[Stored entries]

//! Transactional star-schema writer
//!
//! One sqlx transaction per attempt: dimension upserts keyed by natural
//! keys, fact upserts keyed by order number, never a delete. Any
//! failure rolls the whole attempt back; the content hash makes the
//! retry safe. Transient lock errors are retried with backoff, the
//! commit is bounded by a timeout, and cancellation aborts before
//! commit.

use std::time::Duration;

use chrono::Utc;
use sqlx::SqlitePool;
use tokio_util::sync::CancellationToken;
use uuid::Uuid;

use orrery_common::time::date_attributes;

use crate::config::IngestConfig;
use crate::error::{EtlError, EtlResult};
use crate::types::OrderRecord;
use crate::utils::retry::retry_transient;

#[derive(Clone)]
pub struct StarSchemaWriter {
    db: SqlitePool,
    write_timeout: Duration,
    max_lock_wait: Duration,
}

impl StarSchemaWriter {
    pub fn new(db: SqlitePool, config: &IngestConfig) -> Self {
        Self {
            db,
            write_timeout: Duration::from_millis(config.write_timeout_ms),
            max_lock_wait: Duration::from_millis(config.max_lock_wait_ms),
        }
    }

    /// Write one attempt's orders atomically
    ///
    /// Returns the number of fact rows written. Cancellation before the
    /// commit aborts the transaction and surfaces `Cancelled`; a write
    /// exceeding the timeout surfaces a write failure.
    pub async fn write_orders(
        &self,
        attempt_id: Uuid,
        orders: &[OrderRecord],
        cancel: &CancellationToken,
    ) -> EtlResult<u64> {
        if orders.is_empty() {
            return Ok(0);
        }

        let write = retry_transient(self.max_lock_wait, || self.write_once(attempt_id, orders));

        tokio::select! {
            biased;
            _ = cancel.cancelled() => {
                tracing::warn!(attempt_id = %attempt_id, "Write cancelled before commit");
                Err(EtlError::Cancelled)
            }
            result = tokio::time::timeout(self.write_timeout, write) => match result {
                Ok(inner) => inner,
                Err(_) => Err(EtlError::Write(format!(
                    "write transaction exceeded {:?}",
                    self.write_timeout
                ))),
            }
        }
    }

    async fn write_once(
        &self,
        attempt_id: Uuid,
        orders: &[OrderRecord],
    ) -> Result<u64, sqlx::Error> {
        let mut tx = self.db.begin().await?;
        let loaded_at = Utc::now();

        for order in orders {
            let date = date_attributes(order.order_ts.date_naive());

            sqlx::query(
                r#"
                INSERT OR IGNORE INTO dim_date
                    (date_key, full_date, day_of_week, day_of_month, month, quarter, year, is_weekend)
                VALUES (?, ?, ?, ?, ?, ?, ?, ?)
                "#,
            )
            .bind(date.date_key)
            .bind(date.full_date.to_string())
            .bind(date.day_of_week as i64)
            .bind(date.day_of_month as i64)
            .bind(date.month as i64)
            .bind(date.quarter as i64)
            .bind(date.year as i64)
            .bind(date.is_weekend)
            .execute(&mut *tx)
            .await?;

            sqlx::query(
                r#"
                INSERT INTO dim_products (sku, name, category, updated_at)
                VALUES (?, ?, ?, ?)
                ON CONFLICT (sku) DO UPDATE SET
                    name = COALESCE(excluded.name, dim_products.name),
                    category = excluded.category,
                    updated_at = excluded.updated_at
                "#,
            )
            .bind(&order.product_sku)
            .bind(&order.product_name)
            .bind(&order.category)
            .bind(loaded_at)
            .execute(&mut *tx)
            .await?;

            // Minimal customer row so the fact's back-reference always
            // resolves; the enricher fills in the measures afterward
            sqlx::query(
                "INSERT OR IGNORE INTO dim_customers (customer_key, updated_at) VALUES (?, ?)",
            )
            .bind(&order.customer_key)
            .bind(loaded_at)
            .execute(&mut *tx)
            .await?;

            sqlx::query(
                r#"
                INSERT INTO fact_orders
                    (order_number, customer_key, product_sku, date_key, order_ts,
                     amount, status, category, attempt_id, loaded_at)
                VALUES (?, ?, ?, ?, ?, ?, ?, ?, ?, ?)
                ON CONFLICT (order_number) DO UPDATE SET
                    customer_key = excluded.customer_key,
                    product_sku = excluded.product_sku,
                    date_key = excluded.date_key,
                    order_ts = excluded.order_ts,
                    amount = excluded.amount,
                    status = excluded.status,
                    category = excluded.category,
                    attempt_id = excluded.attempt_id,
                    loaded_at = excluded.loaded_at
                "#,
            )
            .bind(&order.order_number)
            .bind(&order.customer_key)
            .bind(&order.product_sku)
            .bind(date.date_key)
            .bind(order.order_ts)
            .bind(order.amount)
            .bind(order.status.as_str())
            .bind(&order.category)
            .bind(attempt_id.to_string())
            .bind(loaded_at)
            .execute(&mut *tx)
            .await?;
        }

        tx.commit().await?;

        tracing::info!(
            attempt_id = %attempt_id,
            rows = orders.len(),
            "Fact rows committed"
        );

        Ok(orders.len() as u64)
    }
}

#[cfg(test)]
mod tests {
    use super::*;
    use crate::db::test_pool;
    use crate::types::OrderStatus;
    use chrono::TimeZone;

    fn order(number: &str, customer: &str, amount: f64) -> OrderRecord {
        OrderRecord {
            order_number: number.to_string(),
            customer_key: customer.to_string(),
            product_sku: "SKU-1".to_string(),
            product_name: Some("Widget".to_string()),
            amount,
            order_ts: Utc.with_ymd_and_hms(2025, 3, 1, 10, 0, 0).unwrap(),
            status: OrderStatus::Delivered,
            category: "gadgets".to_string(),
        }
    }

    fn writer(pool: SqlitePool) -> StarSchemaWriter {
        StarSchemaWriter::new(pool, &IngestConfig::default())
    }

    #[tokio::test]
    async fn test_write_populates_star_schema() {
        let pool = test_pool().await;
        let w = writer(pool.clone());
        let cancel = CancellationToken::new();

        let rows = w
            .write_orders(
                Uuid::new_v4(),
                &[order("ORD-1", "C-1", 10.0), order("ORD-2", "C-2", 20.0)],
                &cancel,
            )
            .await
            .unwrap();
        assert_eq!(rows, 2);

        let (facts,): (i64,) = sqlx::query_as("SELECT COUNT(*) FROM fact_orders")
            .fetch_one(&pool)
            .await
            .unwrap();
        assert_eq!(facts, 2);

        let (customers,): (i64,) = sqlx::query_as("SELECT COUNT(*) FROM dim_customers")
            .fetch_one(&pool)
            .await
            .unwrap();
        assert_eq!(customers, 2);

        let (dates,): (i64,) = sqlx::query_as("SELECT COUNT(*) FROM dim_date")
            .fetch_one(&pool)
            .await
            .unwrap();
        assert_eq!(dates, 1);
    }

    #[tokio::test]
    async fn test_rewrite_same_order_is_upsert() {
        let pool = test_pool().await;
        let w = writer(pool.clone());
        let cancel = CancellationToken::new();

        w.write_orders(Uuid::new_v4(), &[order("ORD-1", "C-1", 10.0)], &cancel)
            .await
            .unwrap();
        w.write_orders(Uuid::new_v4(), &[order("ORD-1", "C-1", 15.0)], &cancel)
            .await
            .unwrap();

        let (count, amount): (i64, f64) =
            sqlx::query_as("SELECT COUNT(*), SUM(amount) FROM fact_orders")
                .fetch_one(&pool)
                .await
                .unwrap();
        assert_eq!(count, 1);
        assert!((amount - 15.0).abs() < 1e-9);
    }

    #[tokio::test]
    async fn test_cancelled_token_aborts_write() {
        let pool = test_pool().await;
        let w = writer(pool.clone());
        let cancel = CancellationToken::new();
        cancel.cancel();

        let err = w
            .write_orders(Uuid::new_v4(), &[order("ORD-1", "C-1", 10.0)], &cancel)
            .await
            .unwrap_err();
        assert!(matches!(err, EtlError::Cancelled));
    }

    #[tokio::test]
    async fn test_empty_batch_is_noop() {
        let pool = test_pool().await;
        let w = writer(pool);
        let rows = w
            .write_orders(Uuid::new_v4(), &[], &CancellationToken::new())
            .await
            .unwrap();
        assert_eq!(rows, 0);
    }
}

[The task]
Copy the entries word for word. Start at the first line and end with the line containing "hash makes the".

[Written solution]
//! Transactional star-schema writer
//!
//! One sqlx transaction per attempt: dimension upserts keyed by natural
//! keys, fact upserts keyed by order number, never a delete. Any
//! failure rolls the whole attempt back; the content hash makes the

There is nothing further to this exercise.